The dampening effect of the first debate came through in the photo selection made almost uniformly across news outlets:  In photos before the first debate the president appeared dynamic and energetic — but that dissipated after his lackluster performance.

  • Presidential and energetic… until he wasn’t:  Photographs of Obama went from showing him as the confident man who still stood for “Hope” to depicting him as frustrated, defensive, weary.  While the photos of Obama after the first debate rarely showed him angry or haughty or vulnerable, as several of the GOP candidates had appeared during the primaries, neither did the photos make him look as much like a leader as he had.

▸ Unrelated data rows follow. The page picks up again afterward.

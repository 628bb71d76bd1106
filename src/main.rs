//! sequenceplot - render the bundled example sequence diagrams.
//!
//! # Usage
//!
//! ```bash
//! sequenceplot --list
//! sequenceplot authentication --emit
//! sequenceplot create-destroy --format png --out-dir build
//! ```

use std::io::Write;
use std::path::PathBuf;

use anyhow::{Context, Result};
use clap::Parser;
use tracing_subscriber::EnvFilter;

use sequenceplot::config::{
    ConfigFlags, LIBRARY_ENV, LIBRARY_FILE, apply_param_overrides, clear_config_flags,
    global_config_path, load_config_flags, load_param_overrides, local_override_path,
    locate_library, save_config_flags,
};
use sequenceplot::demos;
use sequenceplot::{OutputFormat, Pic2Plot};

/// Render UMLGraph sequence diagrams with pic2plot
#[derive(Parser, Debug)]
#[command(name = "sequenceplot", version, about, long_about = None)]
struct Cli {
    /// Demo diagram to render
    #[arg(value_name = "DEMO")]
    demo: Option<String>,

    /// List available demo diagrams
    #[arg(long)]
    list: bool,

    /// Print the pic source instead of rendering
    #[arg(long)]
    emit: bool,

    /// Output format
    #[arg(short, long, value_enum)]
    format: Option<OutputFormat>,

    /// Directory for rendered files
    #[arg(short, long, value_name = "DIR", default_value = ".")]
    out_dir: PathBuf,

    /// pic2plot executable
    #[arg(long, value_name = "PATH")]
    pic2plot: Option<PathBuf>,

    /// Location of sequence.pic
    #[arg(long, value_name = "PATH")]
    library: Option<PathBuf>,

    /// JSON file of layout parameter overrides
    #[arg(long, value_name = "PATH")]
    params: Option<PathBuf>,

    /// Save current command-line flags as defaults
    #[arg(long)]
    save: bool,

    /// Clear saved defaults
    #[arg(long)]
    clear: bool,
}

/// `RUST_LOG` as given, or `warn` when it is unset or unparsable.
fn log_filter(directives: Option<&str>) -> EnvFilter {
    directives
        .and_then(|spec| EnvFilter::try_new(spec).ok())
        .unwrap_or_else(|| EnvFilter::new("warn"))
}

fn main() -> Result<()> {
    // Initialize logging
    tracing_subscriber::fmt()
        .with_env_filter(log_filter(
            std::env::var(EnvFilter::DEFAULT_ENV).ok().as_deref(),
        ))
        .with_writer(std::io::stderr)
        .init();

    let cli = Cli::parse();
    let global_path = global_config_path();
    let cli_flags = ConfigFlags {
        pic2plot: cli.pic2plot.clone(),
        library: cli.library.clone(),
        format: cli.format,
        params: cli.params.clone(),
    };

    if cli.clear {
        clear_config_flags(&global_path)?;
    }
    if cli.save {
        save_config_flags(&global_path, &cli_flags)?;
    }

    let file_flags = if cli.clear {
        ConfigFlags::default()
    } else {
        let global_flags = load_config_flags(&global_path)?;
        let local_flags = load_config_flags(&local_override_path())?;
        global_flags.union(&local_flags)
    };
    let effective = file_flags.union(&cli_flags);

    if cli.list {
        let mut stdout = std::io::stdout().lock();
        for (name, _) in demos::DEMOS {
            writeln!(stdout, "{name}")?;
        }
        return Ok(());
    }

    let Some(name) = cli.demo else {
        if cli.save || cli.clear {
            return Ok(());
        }
        anyhow::bail!("No demo given; use --list to see the available demos");
    };
    let builder = demos::by_name(&name)
        .with_context(|| format!("Unknown demo {name}; use --list to see the available demos"))?;

    let mut diagram = builder().with_context(|| format!("Failed to build demo {name}"))?;
    if let Some(path) = &effective.params {
        let overrides = load_param_overrides(path)?;
        apply_param_overrides(diagram.params_mut(), &overrides)?;
    }
    let document = diagram.finish()?;

    let located = locate_library(effective.library.as_deref());

    if cli.emit {
        let library = located.unwrap_or_else(|| PathBuf::from(LIBRARY_FILE));
        let mut stdout = std::io::stdout().lock();
        document.write_pic(&mut stdout, &library)?;
        return Ok(());
    }

    let library = located.with_context(|| {
        format!("Unable to locate {LIBRARY_FILE}; pass --library or set {LIBRARY_ENV}")
    })?;
    let format = effective.format.unwrap_or_default();
    let program = effective
        .pic2plot
        .unwrap_or_else(|| PathBuf::from("pic2plot"));
    let renderer = Pic2Plot::new(program, library);
    std::fs::create_dir_all(&cli.out_dir)
        .with_context(|| format!("Failed to create {}", cli.out_dir.display()))?;
    let output = document
        .render(&renderer, &cli.out_dir.join(&name), format)
        .context("Rendering failed")?;
    println!("{}", output.display());
    Ok(())
}

#[cfg(test)]
mod tests {
    use super::*;
    use tracing::level_filters::LevelFilter;

    #[test]
    fn test_log_filter_honours_global_level() {
        assert_eq!(
            log_filter(Some("debug")).max_level_hint(),
            Some(LevelFilter::DEBUG)
        );
        assert_eq!(
            log_filter(Some("sequenceplot=trace")).max_level_hint(),
            Some(LevelFilter::TRACE)
        );
    }

    #[test]
    fn test_log_filter_defaults_to_warn() {
        assert_eq!(log_filter(None).max_level_hint(), Some(LevelFilter::WARN));
        assert_eq!(
            log_filter(Some("sequenceplot=loud")).max_level_hint(),
            Some(LevelFilter::WARN)
        );
    }
}
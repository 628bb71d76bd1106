//! Canonical example diagrams.
//!
//! Each builder returns an unfinished [`Diagram`] so callers can still
//! adjust parameters before calling [`Diagram::finish`].

use crate::diagram::{Comment, Diagram, SyncMode};
use crate::error::Result;
use crate::participant::{Call, Participant};

pub type DemoBuilder = fn() -> Result<Diagram>;

/// All demos by name, in listing order.
pub const DEMOS: &[(&str, DemoBuilder)] = &[
    ("authentication", authentication),
    ("comment", comment),
    ("create-destroy", create_destroy),
    ("external-actor", external_actor),
    ("lifeline-constraints", lifeline_constraints),
    ("nested-activation", nested_activation),
    ("concurrent-activations", concurrent_activations),
];

pub fn by_name(name: &str) -> Option<DemoBuilder> {
    DEMOS
        .iter()
        .find(|(demo, _)| *demo == name)
        .map(|(_, builder)| *builder)
}

/// A login call wrapped in a frame.
pub fn authentication() -> Result<Diagram> {
    let (mut diagram, ids) = Diagram::with_participants([
        Participant::object("c: client"),
        Participant::object("s: server"),
    ]);
    let (client, server) = (ids[0], ids[1]);
    diagram.set_param("objectSpacing", 1.75)?;

    let frame = diagram.begin_frame(client, "Login", 1)?;
    diagram.participant(client).call_method(
        server,
        Call::new("login(username, password)").response("sessionID, userInfo"),
    )?;
    diagram.end_frame(server, &frame, 0)?;
    Ok(diagram)
}

/// The authentication exchange with a note attached to the server.
pub fn comment() -> Result<Diagram> {
    let (mut diagram, ids) = Diagram::with_participants([
        Participant::object("c: client"),
        Participant::object("s: server"),
    ]);
    let (client, server) = (ids[0], ids[1]);
    diagram.set_param("objectSpacing", 1.75)?;

    let note = diagram.comment(
        server,
        Comment::new("sessions expire\nafter thirty\nminutes idle")
            .movement("down 0.5 right")
            .size("wid 1 ht 0.7"),
    )?;
    let frame = diagram.begin_frame(client, "Login", 1)?;
    diagram.participant(client).call_method(
        server,
        Call::new("login(username, password)").response("sessionID, userInfo"),
    )?;
    diagram.end_frame(server, &frame, 0)?;
    diagram.connect_to_comment(client, &note)?;
    Ok(diagram)
}

/// A transient transaction created, used and destroyed by a client.
pub fn create_destroy() -> Result<Diagram> {
    let (mut diagram, ids) = Diagram::with_participants([
        Participant::object("c:Client"),
        Participant::placeholder(),
        Participant::object("p:ODBCProxy"),
    ]);
    let (client, transaction, proxy) = (ids[0], ids[1], ids[2]);
    diagram.set_param("boxWidth", 1.1)?;
    diagram.set_param("objectSpacing", 0.5)?;

    diagram.step(1);
    diagram.participant(client).active()?;
    diagram
        .participant(client)
        .create_instance(transaction, ":Transaction", Some(SyncMode::Sync))?;
    diagram.object_constraint("{Transient}");

    diagram
        .participant(client)
        .push_method(transaction, "setActions(a,d,o)", SyncMode::Sync)?;
    diagram.set_sync();

    for request in ["setValues(d,3,4)", "setValues(a,\"CO\")"] {
        diagram.participant(transaction).message(proxy, request)?;
        diagram.participant(proxy).active()?;
        diagram.step(1);
        diagram.participant(proxy).inactive()?;
    }

    diagram
        .participant(client)
        .pop_method(transaction, "committed", SyncMode::Async)?;
    diagram
        .participant(client)
        .destroy_instance(transaction, Some(SyncMode::Sync))?;
    diagram.participant(client).inactive()?;
    diagram.step(1);
    Ok(diagram)
}

/// An order flowing from an external actor through two objects and back.
pub fn external_actor() -> Result<Diagram> {
    let (mut diagram, ids) = Diagram::with_participants([
        Participant::actor(":Customer"),
        Participant::object(":OTager"),
        Participant::object(":OFulfill"),
    ]);
    let (customer, tager, fulfill) = (ids[0], ids[1], ids[2]);

    diagram.step(1);
    diagram.participant(customer).message(tager, "submitOrder")?;
    diagram.participant(tager).message(fulfill, "placeOrder")?;
    diagram.participant(fulfill).message(customer, "acknowledgeOrder")?;
    diagram.step(1);
    Ok(diagram)
}

/// A phone call set up through a switch, with timing constraints.
pub fn lifeline_constraints() -> Result<Diagram> {
    let (mut diagram, ids) = Diagram::with_participants([
        Participant::object("s:Caller"),
        Participant::object(":Switch"),
        Participant::placeholder(),
        Participant::object("r:Caller"),
    ]);
    let (caller, switch, conversation, receiver) = (ids[0], ids[1], ids[2], ids[3]);
    diagram.set_param("objectSpacing", 0.5)?;

    diagram.step(1);
    diagram.participant(switch).active()?;
    diagram.set_async();
    diagram.participant(caller).message(switch, "liftReceiver")?;
    diagram.set_sync();
    diagram.participant(switch).message(caller, "setDialTone()")?;
    diagram.set_async();
    diagram.participant(caller).message(switch, "*dialDigit(d)")?;
    diagram
        .participant(switch)
        .line_constraint("{dialing.executionTime < 30s}", false)?;
    diagram.participant(switch).call_method(switch, "routeCalls(s,n)")?;

    diagram
        .participant(switch)
        .create_instance(conversation, "c:Convers", Some(SyncMode::Sync))?;
    diagram.participant(conversation).active()?;
    diagram
        .participant(conversation)
        .push_method(receiver, "ring()", SyncMode::Sync)?;
    diagram.set_async();
    diagram.participant(receiver).message(conversation, "liftReceiver")?;
    diagram.set_sync();
    diagram.participant(conversation).message(switch, "connect(r,s)")?;
    diagram.participant(switch).message(caller, "connect(r)")?;
    diagram.participant(switch).message(receiver, "")?;
    diagram.participant(switch).line_constraint("connect(s)", true)?;

    diagram.step(1);
    Ok(diagram)
}

/// Nested activations across a thread, a toolkit and a short-lived peer.
pub fn nested_activation() -> Result<Diagram> {
    let (mut diagram, ids) = Diagram::with_participants([
        Participant::placeholder(),
        Participant::object("t:thread"),
        Participant::object(":Toolkit"),
        Participant::placeholder(),
    ]);
    let (external, thread, toolkit, peer) = (ids[0], ids[1], ids[2], ids[3]);
    diagram.set_param("objectSpacing", 1.75)?;

    diagram
        .participant(external)
        .push_method(thread, "a1: run(3)", SyncMode::Sync)?;
    diagram
        .participant(thread)
        .push_method(toolkit, "run()", SyncMode::Sync)?;
    diagram.participant(toolkit).call_method(toolkit, "callbackLoop()")?;

    diagram
        .participant(toolkit)
        .create_instance(peer, "p:Peer", Some(SyncMode::Sync))?;
    diagram.participant(toolkit).call_method(
        peer,
        Call::new("handleExpose()")
            .response("")
            .response_mode(SyncMode::Sync),
    )?;
    diagram
        .participant(toolkit)
        .destroy_instance(peer, Some(SyncMode::Sync))?;

    diagram.participant(thread).inactive()?;
    diagram.participant(toolkit).inactive()?;
    diagram.step(2);
    Ok(diagram)
}

/// A transaction coordinator waiting on two concurrent checkers.
pub fn concurrent_activations() -> Result<Diagram> {
    let (mut diagram, ids) = Diagram::with_participants([
        Participant::placeholder(),
        Participant::placeholder(),
        Participant::placeholder(),
        Participant::placeholder(),
        Participant::placeholder(),
    ]);
    let (origin, transaction, coordinator, check1, check2) =
        (ids[0], ids[1], ids[2], ids[3], ids[4]);
    diagram.set_param("boxWidth", 1.3)?;
    let create = Some(SyncMode::Async);

    diagram
        .participant(origin)
        .create_instance(transaction, "a:Transaction", create)?;
    diagram.participant(transaction).active()?;
    diagram
        .participant(transaction)
        .create_instance(coordinator, "a:TransCoord", create)?;
    diagram.participant(transaction).inactive()?;
    diagram.participant(coordinator).active()?;
    diagram
        .participant(coordinator)
        .create_instance(check1, "a1:TransCheck", create)?;
    diagram.participant(check1).active()?;
    diagram
        .participant(coordinator)
        .create_instance(check2, "a2:TransCheck", create)?;
    diagram.participant(check2).active()?;

    for checker in [check1, check2] {
        if checker == check2 {
            diagram.participant(coordinator).active()?;
        }
        diagram.participant(checker).message(coordinator, "ok")?;
        diagram.participant(coordinator).call_method(coordinator, "all done?")?;
        diagram.participant(coordinator).inactive()?;
        diagram.participant(checker).delete()?;
        if checker == check1 {
            diagram.step(1);
        }
    }

    diagram.participant(coordinator).message(transaction, "beValid")?;
    diagram.participant(transaction).active()?;
    diagram.step(1);
    Ok(diagram)
}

  • All of a sudden the majority of images of both Obama and Romney showed them side by side — either literally on stage or via the magic of split screen images.  Photo after photo captured the two men with similar expressions, making similar gestures — heads tilted, fingers pointing.  The way in which much of country had come to know the president — as a (usually) solitary figure working the crowds, giving an inspiring speech — disappeared, to be replaced by the debate photos that paired a soured Obama with his competitor Romney, and perforce made the president look less “unique.”  
  • The repetition of the same images for much of a week appeared concurrently with the dip in Obama’s public opinion polls. The same grim images appeared over and over — and the tone tracked his dipping poll numbers.  Researchers noted that, at least in many of the split-screen images, Obama often came out looking worse than Romney.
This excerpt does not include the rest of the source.